Description |
IAGOS is setting up a network of commercial aircraft that will carry out observations of atmospheric composition on a scale that would be impossible to achieve using research aircraft.
IAGOS, the 'In-service Aircraft for a Global Observing System' project, aims at establishing a sustainable distributed research infrastructure for the global observation of atmospheric composition.

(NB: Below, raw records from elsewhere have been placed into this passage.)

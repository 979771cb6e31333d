// Utils compartidos

pub mod storage;
pub mod leaflet_ffi;

pub use storage::*;
// ============================================================================
// LEAFLET FFI - Foreign Function Interface para static/leaflet_bridge.js
// ============================================================================
// Solo wrappers para funciones JS - Sin estado, sin lógica
// ============================================================================

use wasm_bindgen::prelude::*;

#[wasm_bindgen]
extern "C" {
    #[wasm_bindgen(js_name = initFestivalMap)]
    pub fn init_festival_map(container_id: &str, lat: f64, lng: f64, zoom: f64);

    #[wasm_bindgen(js_name = setStallMarkers)]
    pub fn set_stall_markers(stalls_json: &str);

    #[wasm_bindgen(js_name = configureHeatLayer)]
    pub fn configure_heat_layer(radius: u32, blur: u32, max_zoom: u32);

    #[wasm_bindgen(js_name = setHeatPoints)]
    pub fn set_heat_points(points_json: &str);

    #[wasm_bindgen(js_name = setHeatVisible)]
    pub fn set_heat_visible(visible: bool);

    #[wasm_bindgen(js_name = setArmingCursor)]
    pub fn set_arming_cursor(armed: bool);

    /// `callback(lat: number, lng: number)` en cada click sobre el mapa
    #[wasm_bindgen(js_name = onMapClick)]
    pub fn on_map_click(callback: &js_sys::Function);

    /// `callback(stallId: string)` al pulsar un marcador
    #[wasm_bindgen(js_name = onMarkerClick)]
    pub fn on_marker_click(callback: &js_sys::Function);
}
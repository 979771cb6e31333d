pub mod report_repository;
pub mod like_repository;
pub mod role_store;
pub mod dataset_service;
pub mod export_service;

pub use report_repository::ReportRepository;
pub use like_repository::{LikeMap, LikeRepository};
pub use role_store::RoleStore;
pub use dataset_service::{fetch_dataset, parse_dataset, DatasetError};
pub use export_service::{export_reports, reports_to_json};
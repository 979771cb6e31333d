use serde::{Deserialize, Serialize};

/// Modo de visibilidad de la UI (sin validación en servidor)
#[derive(Clone, Copy, Debug, PartialEq, Eq, Hash, Serialize, Deserialize, Default)]
#[serde(rename_all = "lowercase")]
pub enum Role {
    #[default]
    Guest,
    Volunteer,
    Organizer,
}

/// Qué controles están visibles para un rol
#[derive(Clone, Copy, Debug, PartialEq, Eq)]
pub struct RoleVisibility {
    pub heat_toggle: bool,
    pub report_button: bool,
    pub dashboard: bool,
    pub export: bool,
}

impl Role {
    pub const ALL: [Role; 3] = [Role::Guest, Role::Volunteer, Role::Organizer];

    pub fn as_str(&self) -> &'static str {
        match self {
            Role::Guest => "guest",
            Role::Volunteer => "volunteer",
            Role::Organizer => "organizer",
        }
    }

    /// Valor crudo del <select> o del storage; desconocido = None
    pub fn parse(raw: &str) -> Option<Role> {
        match raw.trim() {
            "guest" => Some(Role::Guest),
            "volunteer" => Some(Role::Volunteer),
            "organizer" => Some(Role::Organizer),
            _ => None,
        }
    }

    /// Etiqueta mostrada en el selector de rol
    pub fn label(&self) -> &'static str {
        match self {
            Role::Guest => "Gæst",
            Role::Volunteer => "Frivillig",
            Role::Organizer => "Arrangør",
        }
    }

    pub fn visibility(&self) -> RoleVisibility {
        let is_organizer = matches!(self, Role::Organizer);
        RoleVisibility {
            heat_toggle: !is_organizer,
            report_button: !is_organizer,
            dashboard: is_organizer,
            export: is_organizer,
        }
    }
}

#[cfg(test)]
mod tests {
    use super::*;

    #[test]
    fn test_visibility_table() {
        for role in [Role::Guest, Role::Volunteer] {
            let v = role.visibility();
            assert!(v.heat_toggle && v.report_button, "{:?}", role);
            assert!(!v.dashboard && !v.export, "{:?}", role);
        }

        let v = Role::Organizer.visibility();
        assert!(!v.heat_toggle && !v.report_button);
        assert!(v.dashboard && v.export);
    }

    #[test]
    fn test_parse_matches_as_str() {
        for role in Role::ALL {
            assert_eq!(Role::parse(role.as_str()), Some(role));
        }
        assert_eq!(Role::parse("admin"), None);
    }

    #[test]
    fn test_role_serializes_lowercase() {
        assert_eq!(serde_json::to_string(&Role::Organizer).unwrap(), "\"organizer\"");
    }
}
pub mod app;
pub mod controls;
pub mod dashboard;
pub mod stall_modal;

pub use app::render_app;
pub use controls::{
    heat_button_label, render_map_controls, render_role_selector, render_undo_button,
};
pub use dashboard::{dashboard_html, render_dashboard};
pub use stall_modal::{close_modal, open_stall_modal, render_modal_shell, update_like_actions};
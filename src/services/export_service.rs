// ============================================================================
// EXPORT SERVICE - Descarga de reportes como JSON
// ============================================================================

use wasm_bindgen::prelude::*;
use wasm_bindgen::JsCast;
use web_sys::{Blob, BlobPropertyBag, HtmlAnchorElement, Url};

use crate::dom::create_element;
use crate::models::Report;

/// JSON con sangría, tal como se descarga
pub fn reports_to_json(reports: &[Report]) -> Result<String, String> {
    serde_json::to_string_pretty(reports).map_err(|e| format!("Error serializando reportes: {}", e))
}

/// Ofrece `data` como descarga `file_name` (Blob + object URL + <a download>)
pub fn download_json(file_name: &str, data: &str) -> Result<(), JsValue> {
    let parts = js_sys::Array::of1(&JsValue::from_str(data));
    let options = BlobPropertyBag::new();
    options.set_type("application/json");
    let blob = Blob::new_with_str_sequence_and_options(&parts, &options)?;
    let url = Url::create_object_url_with_blob(&blob)?;

    let anchor: HtmlAnchorElement = create_element("a")?.dyn_into()?;
    anchor.set_href(&url);
    anchor.set_download(file_name);
    anchor.click();

    Url::revoke_object_url(&url)?;
    log::info!("📤 [EXPORT] {} generado ({} bytes)", file_name, data.len());
    Ok(())
}

pub fn export_reports(file_name: &str, reports: &[Report]) -> Result<(), JsValue> {
    let json = reports_to_json(reports).map_err(|e| JsValue::from_str(&e))?;
    download_json(file_name, &json)
}

#[cfg(test)]
mod tests {
    use super::*;
    use crate::models::ReportKind;
    use crate::services::ReportRepository;
    use crate::utils::storage::MemoryStorage;
    use std::rc::Rc;

    #[test]
    fn test_export_round_trips() {
        let repo = ReportRepository::new(Rc::new(MemoryStorage::new()));
        let first = repo.add_at(55.61841, 12.07962, ReportKind::Trash, 1_720_000_000_000);
        let second = repo.add_at(55.6179, 12.0745, ReportKind::Trash, 1_720_000_060_000);

        let stored = repo.load_all();
        let json = reports_to_json(&stored).unwrap();
        assert!(json.contains('\n'), "debe ir con sangría");

        let parsed: Vec<Report> = serde_json::from_str(&json).unwrap();
        assert_eq!(parsed, stored);
        let ids: Vec<&str> = parsed.iter().map(|r| r.id.as_str()).collect();
        assert_eq!(ids, vec![first.as_str(), second.as_str()]);
    }

    #[test]
    fn test_export_of_nothing_is_empty_array() {
        assert_eq!(reports_to_json(&[]).unwrap(), "[]");
    }
}
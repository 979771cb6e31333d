// ============================================================================
// INCREMENTAL UPDATES - Actualización directa del DOM sin re-render
// ============================================================================

use wasm_bindgen::prelude::*;
use wasm_bindgen::JsCast;
use web_sys::HtmlSelectElement;

use crate::dom::{
    append_child, get_element_by_id, query_selector, set_body_cursor, set_inner_html,
    set_text_by_id, set_visible_by_id, toggle_class,
};
use crate::state::app_state::{AppState, IncrementalUpdate};
use crate::utils::leaflet_ffi::set_arming_cursor;
use crate::viewmodels::MapViewModel;
use crate::views::controls::{
    EXPORT_BUTTON_ID, HEAT_BUTTON_ID, REPORT_BUTTON_ID, ROLE_SELECT_ID, UNDO_BUTTON_ID,
};
use crate::views::dashboard::DASHBOARD_ID;
use crate::views::{dashboard_html, heat_button_label, render_undo_button, update_like_actions};

pub fn apply_update(state: &AppState, update: IncrementalUpdate) -> Result<(), JsValue> {
    match update {
        IncrementalUpdate::StallMarkers => update_stall_markers(state),
        IncrementalUpdate::HeatLayer => update_heat_layer(state),
        IncrementalUpdate::Dashboard => update_dashboard(state),
        IncrementalUpdate::RoleControls => update_role_controls(state),
        IncrementalUpdate::ArmingCursor => update_arming_cursor(state),
        IncrementalUpdate::UndoButton => update_undo_button(state),
        IncrementalUpdate::StallLikes(stall_id) => update_like_actions(state, &stall_id),
    }
}

fn update_stall_markers(state: &AppState) -> Result<(), JsValue> {
    if let Some(dataset) = state.dataset.borrow().as_ref() {
        MapViewModel::update_stall_markers(&dataset.stalls);
    }
    Ok(())
}

fn update_heat_layer(state: &AppState) -> Result<(), JsValue> {
    let heat_on = state.is_heat_on();
    let points = state.heat_points();
    log::info!("🔥 [HEAT] {} puntos (visible: {})", points.len(), heat_on);
    MapViewModel::update_heat_layer(&points, heat_on);
    set_text_by_id(HEAT_BUTTON_ID, &heat_button_label(heat_on));
    Ok(())
}

fn update_dashboard(state: &AppState) -> Result<(), JsValue> {
    let Some(dash) = get_element_by_id(DASHBOARD_ID) else {
        return Ok(());
    };
    set_inner_html(&dash, &dashboard_html(state.dashboard_totals().as_ref(), state.report_count()));
    toggle_class(&dash, "hidden", !state.role().visibility().dashboard)
}

/// Aplica la tabla de visibilidad del rol actual
pub fn update_role_controls(state: &AppState) -> Result<(), JsValue> {
    let role = state.role();
    let visibility = role.visibility();

    set_visible_by_id(HEAT_BUTTON_ID, visibility.heat_toggle)?;
    set_visible_by_id(REPORT_BUTTON_ID, visibility.report_button)?;
    set_visible_by_id(EXPORT_BUTTON_ID, visibility.export)?;
    if let Some(dash) = get_element_by_id(DASHBOARD_ID) {
        toggle_class(&dash, "hidden", !visibility.dashboard)?;
    }

    if let Some(select) =
        get_element_by_id(ROLE_SELECT_ID).and_then(|e| e.dyn_into::<HtmlSelectElement>().ok())
    {
        if select.value() != role.as_str() {
            select.set_value(role.as_str());
        }
    }
    Ok(())
}

fn update_arming_cursor(state: &AppState) -> Result<(), JsValue> {
    let armed = state.is_arming();
    set_arming_cursor(armed);
    set_body_cursor(if armed { "crosshair" } else { "default" })
}

fn update_undo_button(state: &AppState) -> Result<(), JsValue> {
    let existing = get_element_by_id(UNDO_BUTTON_ID);
    match (state.armed_report_id(), existing) {
        (Some(_), None) => {
            let ctrl = query_selector(".map-ctrl")?
                .ok_or_else(|| JsValue::from_str("No .map-ctrl element"))?;
            append_child(&ctrl, &render_undo_button(state)?)
        }
        (None, Some(button)) => {
            button.remove();
            Ok(())
        }
        _ => Ok(()),
    }
}
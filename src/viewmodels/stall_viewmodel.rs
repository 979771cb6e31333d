use crate::models::Stall;

/// Datos ya preparados para el modal de un puesto
#[derive(Clone, Debug, PartialEq)]
pub struct StallDetail {
    pub stall: Stall,
    pub co2_goal: f64,
    pub meets_co2_goal: bool,
    pub organic_width: f64,
    pub local_width: f64,
    pub already_liked: bool,
}

pub struct StallViewModel;

impl StallViewModel {
    pub fn detail(stall: &Stall, co2_goal: f64, already_liked: bool) -> StallDetail {
        StallDetail {
            stall: stall.clone(),
            co2_goal,
            meets_co2_goal: stall.meets_co2_goal(co2_goal),
            organic_width: clamp_pct(stall.organic_pct),
            local_width: clamp_pct(stall.local_pct),
            already_liked,
        }
    }

    pub fn like_label(already_liked: bool) -> &'static str {
        if already_liked {
            "👍 Liked"
        } else {
            "👍 Like"
        }
    }
}

/// Ancho de barra de progreso en 0..=100
fn clamp_pct(value: f64) -> f64 {
    if value.is_nan() {
        return 0.0;
    }
    value.clamp(0.0, 100.0)
}

#[cfg(test)]
mod tests {
    use super::*;

    fn stall() -> Stall {
        Stall {
            id: "s1".to_string(),
            name: "Grøn Grill".to_string(),
            coords: [55.6181, 12.079],
            food_type: "Vegetar".to_string(),
            energy: "Biogas".to_string(),
            co2_per_meal_kg: 1.5,
            organic_pct: 130.0,
            local_pct: -5.0,
            food_waste_pct: 4.0,
            donates_surplus: true,
            waste_fractions: vec!["Mad".to_string()],
            likes: 2,
        }
    }

    #[test]
    fn test_progress_widths_are_clamped() {
        let detail = StallViewModel::detail(&stall(), 1.5, false);
        assert_eq!(detail.organic_width, 100.0);
        assert_eq!(detail.local_width, 0.0);
        assert_eq!(clamp_pct(f64::NAN), 0.0);
    }

    #[test]
    fn test_goal_is_inclusive() {
        assert!(StallViewModel::detail(&stall(), 1.5, false).meets_co2_goal);
        assert!(!StallViewModel::detail(&stall(), 1.49, false).meets_co2_goal);
    }

    #[test]
    fn test_like_label() {
        assert_eq!(StallViewModel::like_label(true), "👍 Liked");
        assert_eq!(StallViewModel::like_label(false), "👍 Like");
    }
}
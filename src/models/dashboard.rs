use serde::Serialize;

/// Totales del panel del organizador
#[derive(Clone, Debug, PartialEq, Serialize)]
#[serde(rename_all = "camelCase")]
pub struct DashboardTotals {
    /// Media de CO₂ por comida, ya formateada con 2 decimales
    pub avg_co2: String,
    pub avg_organic: i64,
    pub goal: f64,
    pub count: usize,
    pub under_goal: usize,
}
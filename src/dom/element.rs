// ============================================================================
// ELEMENT HELPERS - Funciones básicas para manipular DOM
// ============================================================================

use wasm_bindgen::prelude::*;
use wasm_bindgen::JsCast;
use web_sys::{Document, Element, HtmlElement};

pub fn document() -> Option<Document> {
    web_sys::window()?.document()
}

pub fn get_element_by_id(id: &str) -> Option<Element> {
    document()?.get_element_by_id(id)
}

pub fn create_element(tag: &str) -> Result<Element, JsValue> {
    document()
        .ok_or_else(|| JsValue::from_str("No document"))
        .and_then(|doc| doc.create_element(tag))
}

pub fn append_child(parent: &Element, child: &Element) -> Result<(), JsValue> {
    parent.append_child(child).map(|_| ())
}

pub fn set_text_content(element: &Element, text: &str) {
    element.set_text_content(Some(text));
}

pub fn set_inner_html(element: &Element, html: &str) {
    element.set_inner_html(html);
}

/// `display: none` / display por defecto
pub fn set_visible(element: &Element, visible: bool) -> Result<(), JsValue> {
    let html = element
        .dyn_ref::<HtmlElement>()
        .ok_or_else(|| JsValue::from_str("Element is not an HtmlElement"))?;
    if visible {
        html.style().remove_property("display")?;
    } else {
        html.style().set_property("display", "none")?;
    }
    Ok(())
}

/// Añade o quita `class` según `on`
pub fn toggle_class(element: &Element, class: &str, on: bool) -> Result<(), JsValue> {
    element.class_list().toggle_with_force(class, on).map(|_| ())
}

/// Helper por id: no hace nada si el elemento no existe
pub fn set_visible_by_id(id: &str, visible: bool) -> Result<(), JsValue> {
    match get_element_by_id(id) {
        Some(element) => set_visible(&element, visible),
        None => Ok(()),
    }
}

pub fn set_text_by_id(id: &str, text: &str) {
    if let Some(element) = get_element_by_id(id) {
        set_text_content(&element, text);
    }
}

/// Cursor del body (crosshair mientras se marca basura)
pub fn set_body_cursor(cursor: &str) -> Result<(), JsValue> {
    if let Some(body) = document().and_then(|d| d.body()) {
        body.style().set_property("cursor", cursor)?;
    }
    Ok(())
}

pub fn query_selector(selector: &str) -> Result<Option<Element>, JsValue> {
    document()
        .ok_or_else(|| JsValue::from_str("No document"))?
        .query_selector(selector)
}
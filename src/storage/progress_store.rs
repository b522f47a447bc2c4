//! Member progress storage operations.
//!
//! Requirement-level progress rows are the source of truth; badge-level rows
//! are a derived cache kept in step by `ProgressManager`.

use std::collections::HashMap;

use chrono::{DateTime, NaiveDate, Utc};
use rusqlite::{params, Connection, OptionalExtension, Row};
use uuid::Uuid;

use crate::badges::types::{MemberBadgeProgress, MemberRequirementProgress, ProgressStatus};
use crate::storage::database::{
    get_enum, get_opt_timestamp, get_timestamp, get_uuid, DatabaseError,
};

const REQUIREMENT_PROGRESS_COLUMNS: &str =
    "id, member_id, requirement_id, badge_id, completion_count, completed, completed_date,
     updated_at";

const BADGE_PROGRESS_COLUMNS: &str =
    "id, member_id, badge_id, status, completion_date, updated_at";

/// Progress store for requirement and badge progress rows.
pub struct ProgressStore<'a> {
    conn: &'a Connection,
}

impl<'a> ProgressStore<'a> {
    /// Create a new progress store with the given connection.
    pub fn new(conn: &'a Connection) -> Self {
        Self { conn }
    }

    // ========== Requirement Progress ==========

    /// Get one member's progress on one requirement.
    pub fn get_requirement_progress(
        &self,
        member_id: Uuid,
        requirement_id: Uuid,
    ) -> Result<Option<MemberRequirementProgress>, DatabaseError> {
        let sql = format!(
            "SELECT {} FROM member_requirement_progress
             WHERE member_id = ?1 AND requirement_id = ?2",
            REQUIREMENT_PROGRESS_COLUMNS
        );
        Ok(self
            .conn
            .query_row(
                &sql,
                params![member_id.to_string(), requirement_id.to_string()],
                parse_requirement_progress_row,
            )
            .optional()?)
    }

    /// List one member's requirement progress rows for a badge.
    pub fn list_requirement_progress(
        &self,
        member_id: Uuid,
        badge_id: Uuid,
    ) -> Result<Vec<MemberRequirementProgress>, DatabaseError> {
        let sql = format!(
            "SELECT {} FROM member_requirement_progress WHERE member_id = ?1 AND badge_id = ?2",
            REQUIREMENT_PROGRESS_COLUMNS
        );
        let mut stmt = self.conn.prepare(&sql)?;
        let rows = stmt.query_map(
            params![member_id.to_string(), badge_id.to_string()],
            parse_requirement_progress_row,
        )?;
        Ok(rows.collect::<Result<Vec<_>, _>>()?)
    }

    /// Badges on which the member has any requirement progress.
    pub fn list_started_badges(&self, member_id: Uuid) -> Result<Vec<Uuid>, DatabaseError> {
        let mut stmt = self.conn.prepare(
            "SELECT DISTINCT badge_id FROM member_requirement_progress WHERE member_id = ?1",
        )?;
        let rows = stmt.query_map(params![member_id.to_string()], |row| get_uuid(row, 0))?;
        Ok(rows.collect::<Result<Vec<_>, _>>()?)
    }

    /// Insert or update a requirement progress row.
    ///
    /// The `(member_id, requirement_id)` unique key means a concurrent insert
    /// turns into an update rather than a second row.
    pub fn upsert_requirement_progress(
        &self,
        progress: &MemberRequirementProgress,
    ) -> Result<(), DatabaseError> {
        self.conn.execute(
            "INSERT INTO member_requirement_progress
                 (id, member_id, requirement_id, badge_id, completion_count, completed,
                  completed_date, updated_at)
             VALUES (?1, ?2, ?3, ?4, ?5, ?6, ?7, ?8)
             ON CONFLICT(member_id, requirement_id) DO UPDATE SET
                 completion_count = excluded.completion_count,
                 completed = excluded.completed,
                 completed_date = excluded.completed_date,
                 updated_at = excluded.updated_at",
            params![
                progress.id.to_string(),
                progress.member_id.to_string(),
                progress.requirement_id.to_string(),
                progress.badge_id.to_string(),
                progress.completion_count,
                progress.completed,
                progress.completed_date.map(|dt| dt.to_rfc3339()),
                progress.updated_at.to_rfc3339(),
            ],
        )?;
        Ok(())
    }

    /// Delete a requirement progress row. Returns whether a row existed.
    pub fn delete_requirement_progress(
        &self,
        member_id: Uuid,
        requirement_id: Uuid,
    ) -> Result<bool, DatabaseError> {
        let deleted = self.conn.execute(
            "DELETE FROM member_requirement_progress WHERE member_id = ?1 AND requirement_id = ?2",
            params![member_id.to_string(), requirement_id.to_string()],
        )?;
        Ok(deleted > 0)
    }

    // ========== Badge Progress ==========

    /// Get the cached badge status for a member.
    pub fn get_badge_progress(
        &self,
        member_id: Uuid,
        badge_id: Uuid,
    ) -> Result<Option<MemberBadgeProgress>, DatabaseError> {
        let sql = format!(
            "SELECT {} FROM member_badge_progress WHERE member_id = ?1 AND badge_id = ?2",
            BADGE_PROGRESS_COLUMNS
        );
        Ok(self
            .conn
            .query_row(
                &sql,
                params![member_id.to_string(), badge_id.to_string()],
                parse_badge_progress_row,
            )
            .optional()?)
    }

    /// List every cached badge status for a member.
    pub fn list_badge_progress(
        &self,
        member_id: Uuid,
    ) -> Result<Vec<MemberBadgeProgress>, DatabaseError> {
        let sql = format!(
            "SELECT {} FROM member_badge_progress WHERE member_id = ?1",
            BADGE_PROGRESS_COLUMNS
        );
        let mut stmt = self.conn.prepare(&sql)?;
        let rows = stmt.query_map(params![member_id.to_string()], parse_badge_progress_row)?;
        Ok(rows.collect::<Result<Vec<_>, _>>()?)
    }

    /// Write the cached badge status, creating the row if needed.
    pub fn upsert_badge_progress(
        &self,
        member_id: Uuid,
        badge_id: Uuid,
        status: ProgressStatus,
        completion_date: Option<DateTime<Utc>>,
    ) -> Result<(), DatabaseError> {
        self.conn.execute(
            "INSERT INTO member_badge_progress
                 (id, member_id, badge_id, status, completion_date, updated_at)
             VALUES (?1, ?2, ?3, ?4, ?5, ?6)
             ON CONFLICT(member_id, badge_id) DO UPDATE SET
                 status = excluded.status,
                 completion_date = excluded.completion_date,
                 updated_at = excluded.updated_at",
            params![
                Uuid::new_v4().to_string(),
                member_id.to_string(),
                badge_id.to_string(),
                status.as_str(),
                completion_date.map(|dt| dt.to_rfc3339()),
                Utc::now().to_rfc3339(),
            ],
        )?;
        Ok(())
    }

    /// Number of active members per badge whose cached status is `InProgress`
    /// and whose own section's term running on `date` schedules the badge.
    ///
    /// Members already holding an award row for the badge are left out; a
    /// second completion never creates a second award.
    pub fn scheduled_in_progress_counts(
        &self,
        date: NaiveDate,
    ) -> Result<HashMap<Uuid, u32>, DatabaseError> {
        let mut stmt = self.conn.prepare(
            "SELECT p.badge_id, COUNT(DISTINCT p.member_id)
             FROM member_badge_progress p
             JOIN members m ON m.id = p.member_id
             JOIN terms t ON t.section = m.section_id
                 AND t.start_date <= ?1 AND t.end_date >= ?1
             JOIN term_badges tb ON tb.term_id = t.id AND tb.badge_id = p.badge_id
             WHERE p.status = 'in_progress' AND m.active = 1
               AND NOT EXISTS (
                   SELECT 1 FROM member_badge_awards a
                   WHERE a.member_id = p.member_id AND a.badge_id = p.badge_id
               )
             GROUP BY p.badge_id",
        )?;
        let rows = stmt.query_map(params![date.to_string()], |row| {
            Ok((get_uuid(row, 0)?, row.get::<_, u32>(1)?))
        })?;
        Ok(rows.collect::<Result<HashMap<_, _>, _>>()?)
    }
}

/// Parse a database row into a MemberRequirementProgress.
fn parse_requirement_progress_row(row: &Row<'_>) -> rusqlite::Result<MemberRequirementProgress> {
    Ok(MemberRequirementProgress {
        id: get_uuid(row, 0)?,
        member_id: get_uuid(row, 1)?,
        requirement_id: get_uuid(row, 2)?,
        badge_id: get_uuid(row, 3)?,
        completion_count: row.get(4)?,
        completed: row.get(5)?,
        completed_date: get_opt_timestamp(row, 6)?,
        updated_at: get_timestamp(row, 7)?,
    })
}

/// Parse a database row into a MemberBadgeProgress.
fn parse_badge_progress_row(row: &Row<'_>) -> rusqlite::Result<MemberBadgeProgress> {
    Ok(MemberBadgeProgress {
        id: get_uuid(row, 0)?,
        member_id: get_uuid(row, 1)?,
        badge_id: get_uuid(row, 2)?,
        status: get_enum(row, 3, "progress status", ProgressStatus::from_str)?,
        completion_date: get_opt_timestamp(row, 4)?,
        updated_at: get_timestamp(row, 5)?,
    })
}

It is setting up a network of commercial aircraft that will carry out observations on a scale and in numbers that would be impossible to achieve using research aircraft and for which other measurement methods (e.g. satellites) have technical limitations.
The Research Infrastructure project was identified in the roadmap of the European Strategy Forum on Research Infrastructures (ESFRI) in 2006. The EU supported IAGOS in its design phase and its preparatory phase, which focused on the development of a set of special instruments for measurement and data transmission.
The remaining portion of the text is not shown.